> [Data records]
######
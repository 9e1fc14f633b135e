//! Client-side state of one game session
//!
//! Applies server batches to the grid, routes keystrokes to the active
//! prompt, and turns resolved prompts into responses tagged with their epoch.

use super::grid::VirtualTerminal;
use super::prompt::{Key, Prompt};
use crate::streaming::KeyBuffer;
use crate::types::{ClientMessage, RenderCommand, ServerControl, ServerMessage};

#[derive(Debug, Default)]
pub struct TerminalSession {
    vt: VirtualTerminal,
    prompt: Option<Prompt>,
    keys: KeyBuffer,
    token: Option<String>,
    last_batch: Option<Vec<RenderCommand>>,
    /// Answer given to the last batch's request
    last_response: Option<ClientMessage>,
    /// Set when the server confirmed our token; the next batch may be a replay
    resumed: bool,
}

impl TerminalSession {
    pub fn new(vt: VirtualTerminal) -> Self {
        Self {
            vt,
            ..Default::default()
        }
    }

    /// Start from a token saved by an earlier run
    pub fn with_token(mut self, token: Option<String>) -> Self {
        self.token = token;
        self
    }

    pub fn terminal(&self) -> &VirtualTerminal {
        &self.vt
    }

    pub fn token(&self) -> Option<&str> {
        self.token.as_deref()
    }

    /// Epoch of the prompt waiting for keys, if any
    pub fn prompt_epoch(&self) -> Option<u64> {
        self.prompt.as_ref().map(Prompt::epoch)
    }

    /// Message opening (or resuming) the session on a fresh socket
    pub fn connect_message(&self) -> ClientMessage {
        ClientMessage::connect(self.token.clone())
    }

    /// Handle one server message, returning responses to send
    pub fn handle_server(&mut self, msg: ServerMessage) -> Vec<ClientMessage> {
        match msg {
            ServerMessage::Control(ServerControl::Token { token }) => {
                self.resumed = self.token.as_deref() == Some(token.as_str());
                if !self.resumed {
                    tracing::info!("Server started a new session");
                    if let Some(prompt) = self.prompt.take() {
                        prompt.cancel(&mut self.vt);
                    }
                    self.keys.clear();
                    self.last_batch = None;
                    self.last_response = None;
                }
                self.token = Some(token);
                Vec::new()
            }
            ServerMessage::Batch(batch) => self.apply_batch(batch),
        }
    }

    /// Apply a batch in order
    ///
    /// Any new batch means the server is no longer waiting on the current
    /// prompt, so it is cancelled. A batch identical to the last one, arriving
    /// right after a resume, is the server's replay and is skipped since the
    /// grid already shows it. If we had already answered it, the answer may
    /// have been lost with the old socket, so it is sent again; the server
    /// discards it if it did arrive.
    pub fn apply_batch(&mut self, batch: Vec<RenderCommand>) -> Vec<ClientMessage> {
        let replay = std::mem::take(&mut self.resumed)
            && self.last_batch.as_ref() == Some(&batch);
        if replay {
            tracing::debug!("Skipping replayed batch");
            return match (&self.prompt, &self.last_response) {
                (None, Some(answer)) => vec![answer.clone()],
                _ => Vec::new(),
            };
        }
        self.last_response = None;

        if let Some(prompt) = self.prompt.take() {
            tracing::debug!(epoch = prompt.epoch(), "Prompt superseded by new batch");
            prompt.cancel(&mut self.vt);
        }

        for cmd in &batch {
            if let Some(prompt) = self.vt.apply(cmd) {
                if let Some(old) = self.prompt.replace(prompt) {
                    old.cancel(&mut self.vt);
                }
            }
        }
        // A re-sent request is never cached for replay on the server side
        if self.is_resend(&batch) {
            tracing::debug!("Request re-sent after a rejected key");
        } else {
            self.last_batch = Some(batch);
        }

        let mut responses = Vec::new();
        while self.prompt.is_some() {
            let Some(key) = self.keys.pop() else { break };
            if let Some(response) = self.feed(key) {
                responses.push(response);
            }
        }
        responses
    }

    /// Handle a local key press
    ///
    /// Keys typed while nothing is waiting are buffered for the next prompt.
    pub fn handle_key(&mut self, key: Key) -> Option<ClientMessage> {
        if self.prompt.is_none() {
            if self.keys.push(key) {
                tracing::trace!("Key buffer full, dropped oldest key");
            }
            return None;
        }
        self.feed(key)
    }

    /// A lone request repeating the epoch of the last batch's request
    fn is_resend(&self, batch: &[RenderCommand]) -> bool {
        let [only] = batch else { return false };
        let Some(epoch) = only.epoch() else { return false };
        let cached = self
            .last_batch
            .as_ref()
            .and_then(|last| last.iter().rev().find_map(RenderCommand::epoch));
        cached == Some(epoch)
    }

    fn feed(&mut self, key: Key) -> Option<ClientMessage> {
        let prompt = self.prompt.as_mut()?;
        let value = prompt.handle_key(&mut self.vt, key)?;
        let epoch = prompt.epoch();
        self.prompt = None;
        let response = ClientMessage::response(value, Some(epoch));
        self.last_response = Some(response.clone());
        Some(response)
    }
}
######
> [Task item] Starting at the first line and ending at the last, retype the entries above.

> [Finished task]
repository 9e1fc14f633b135e
//! Client-side state of one game session
//!
//! Applies server batches to the grid, routes keystrokes to the active
//! prompt, and turns resolved prompts into responses tagged with their epoch.

use super::grid::VirtualTerminal;
use super::prompt::{Key, Prompt};
use crate::streaming::KeyBuffer;
use crate::types::{ClientMessage, RenderCommand, ServerControl, ServerMessage};

#[derive(Debug, Default)]
pub struct TerminalSession {
    vt: VirtualTerminal,
    prompt: Option<Prompt>,
    keys: KeyBuffer,
    token: Option<String>,
    last_batch: Option<Vec<RenderCommand>>,
    /// Answer given to the last batch's request
    last_response: Option<ClientMessage>,
    /// Set when the server confirmed our token; the next batch may be a replay
    resumed: bool,
}

impl TerminalSession {
    pub fn new(vt: VirtualTerminal) -> Self {
        Self {
            vt,
            ..Default::default()
        }
    }

    /// Start from a token saved by an earlier run
    pub fn with_token(mut self, token: Option<String>) -> Self {
        self.token = token;
        self
    }

    pub fn terminal(&self) -> &VirtualTerminal {
        &self.vt
    }

    pub fn token(&self) -> Option<&str> {
        self.token.as_deref()
    }

    /// Epoch of the prompt waiting for keys, if any
    pub fn prompt_epoch(&self) -> Option<u64> {
        self.prompt.as_ref().map(Prompt::epoch)
    }

    /// Message opening (or resuming) the session on a fresh socket
    pub fn connect_message(&self) -> ClientMessage {
        ClientMessage::connect(self.token.clone())
    }

    /// Handle one server message, returning responses to send
    pub fn handle_server(&mut self, msg: ServerMessage) -> Vec<ClientMessage> {
        match msg {
            ServerMessage::Control(ServerControl::Token { token }) => {
                self.resumed = self.token.as_deref() == Some(token.as_str());
                if !self.resumed {
                    tracing::info!("Server started a new session");
                    if let Some(prompt) = self.prompt.take() {
                        prompt.cancel(&mut self.vt);
                    }
                    self.keys.clear();
                    self.last_batch = None;
                    self.last_response = None;
                }
                self.token = Some(token);
                Vec::new()
            }
            ServerMessage::Batch(batch) => self.apply_batch(batch),
        }
    }

    /// Apply a batch in order
    ///
    /// Any new batch means the server is no longer waiting on the current
    /// prompt, so it is cancelled. A batch identical to the last one, arriving
    /// right after a resume, is the server's replay and is skipped since the
    /// grid already shows it. If we had already answered it, the answer may
    /// have been lost with the old socket, so it is sent again; the server
    /// discards it if it did arrive.
    pub fn apply_batch(&mut self, batch: Vec<RenderCommand>) -> Vec<ClientMessage> {
        let replay = std::mem::take(&mut self.resumed)
            && self.last_batch.as_ref() == Some(&batch);
        if replay {
            tracing::debug!("Skipping replayed batch");
            return match (&self.prompt, &self.last_response) {
                (None, Some(answer)) => vec![answer.clone()],
                _ => Vec::new(),
            };
        }
        self.last_response = None;

        if let Some(prompt) = self.prompt.take() {
            tracing::debug!(epoch = prompt.epoch(), "Prompt superseded by new batch");
            prompt.cancel(&mut self.vt);
        }

        for cmd in &batch {
            if let Some(prompt) = self.vt.apply(cmd) {
                if let Some(old) = self.prompt.replace(prompt) {
                    old.cancel(&mut self.vt);
                }
            }
        }
        // A re-sent request is never cached for replay on the server side
        if self.is_resend(&batch) {
            tracing::debug!("Request re-sent after a rejected key");
        } else {
            self.last_batch = Some(batch);
        }

        let mut responses = Vec::new();
        while self.prompt.is_some() {
            let Some(key) = self.keys.pop() else { break };
            if let Some(response) = self.feed(key) {
                responses.push(response);
            }
        }
        responses
    }

    /// Handle a local key press
    ///
    /// Keys typed while nothing is waiting are buffered for the next prompt.
    pub fn handle_key(&mut self, key: Key) -> Option<ClientMessage> {
        if self.prompt.is_none() {
            if self.keys.push(key) {
                tracing::trace!("Key buffer full, dropped oldest key");
            }
            return None;
        }
        self.feed(key)
    }

    /// A lone request repeating the epoch of the last batch's request
    fn is_resend(&self, batch: &[RenderCommand]) -> bool {
        let [only] = batch else { return false };
        let Some(epoch) = only.epoch() else { return false };
        let cached = self
            .last_batch
            .as_ref()
            .and_then(|last| last.iter().rev().find_map(RenderCommand::epoch));
        cached == Some(epoch)
    }

    fn feed(&mut self, key: Key) -> Option<ClientMessage> {
        let prompt = self.prompt.as_mut()?;
        let value = prompt.handle_key(&mut self.vt, key)?;
        let epoch = prompt.epoch();
        self.prompt = None;
        let response = ClientMessage::response(value, Some(epoch));
        self.last_response = Some(response.clone());
        Some(response)
    }
}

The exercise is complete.